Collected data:
•••••
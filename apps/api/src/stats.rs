use axum::{extract::State, Json};
use chrono::{DateTime, Utc};
use serde::Serialize;

use crate::achievements::store::count;
use crate::auth::AuthUser;
use crate::errors::AppError;
use crate::models::achievement::{CourseRow, HackathonRow, InternshipRow, ProjectRow};
use crate::models::profile::ProfileRow;
use crate::models::user::UserRow;
use crate::profile::store as profiles;
use crate::resume::service::get_or_create_resume;
use crate::state::AppState;

#[derive(Debug, Serialize)]
pub struct DashboardStats {
    pub total_internships: i64,
    pub total_courses: i64,
    pub total_hackathons: i64,
    pub total_projects: i64,
    pub total_skills: usize,
    pub resume_last_updated: DateTime<Utc>,
    pub has_complete_profile: bool,
}

/// A profile is complete once name, email and phone are all filled in.
pub fn has_complete_profile(user: &UserRow, profile: &ProfileRow) -> bool {
    [
        &user.first_name,
        &user.last_name,
        &user.email,
        &profile.phone,
    ]
    .iter()
    .all(|field| !field.trim().is_empty())
}

/// GET /api/v1/dashboard/stats
pub async fn handle_dashboard_stats(
    State(state): State<AppState>,
    AuthUser(user): AuthUser,
) -> Result<Json<DashboardStats>, AppError> {
    let mut tx = state.db.begin().await?;

    let resume = get_or_create_resume(&mut tx, user.id).await?;
    let profile = profiles::get_or_create(&mut tx, user.id).await?;

    let stats = DashboardStats {
        total_internships: count::<InternshipRow>(&mut tx, user.id).await?,
        total_courses: count::<CourseRow>(&mut tx, user.id).await?,
        total_hackathons: count::<HackathonRow>(&mut tx, user.id).await?,
        total_projects: count::<ProjectRow>(&mut tx, user.id).await?,
        total_skills: resume.skill_count(),
        resume_last_updated: resume.last_generated,
        has_complete_profile: has_complete_profile(&user, &profile),
    };
    tx.commit().await?;
    Ok(Json(stats))
}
•••••
## ABOUT THIS TASK
Go over the data and return every line that includes the word "phone".

## TASK SOLUTION
/// A profile is complete once name, email and phone are all filled in.
        &profile.phone,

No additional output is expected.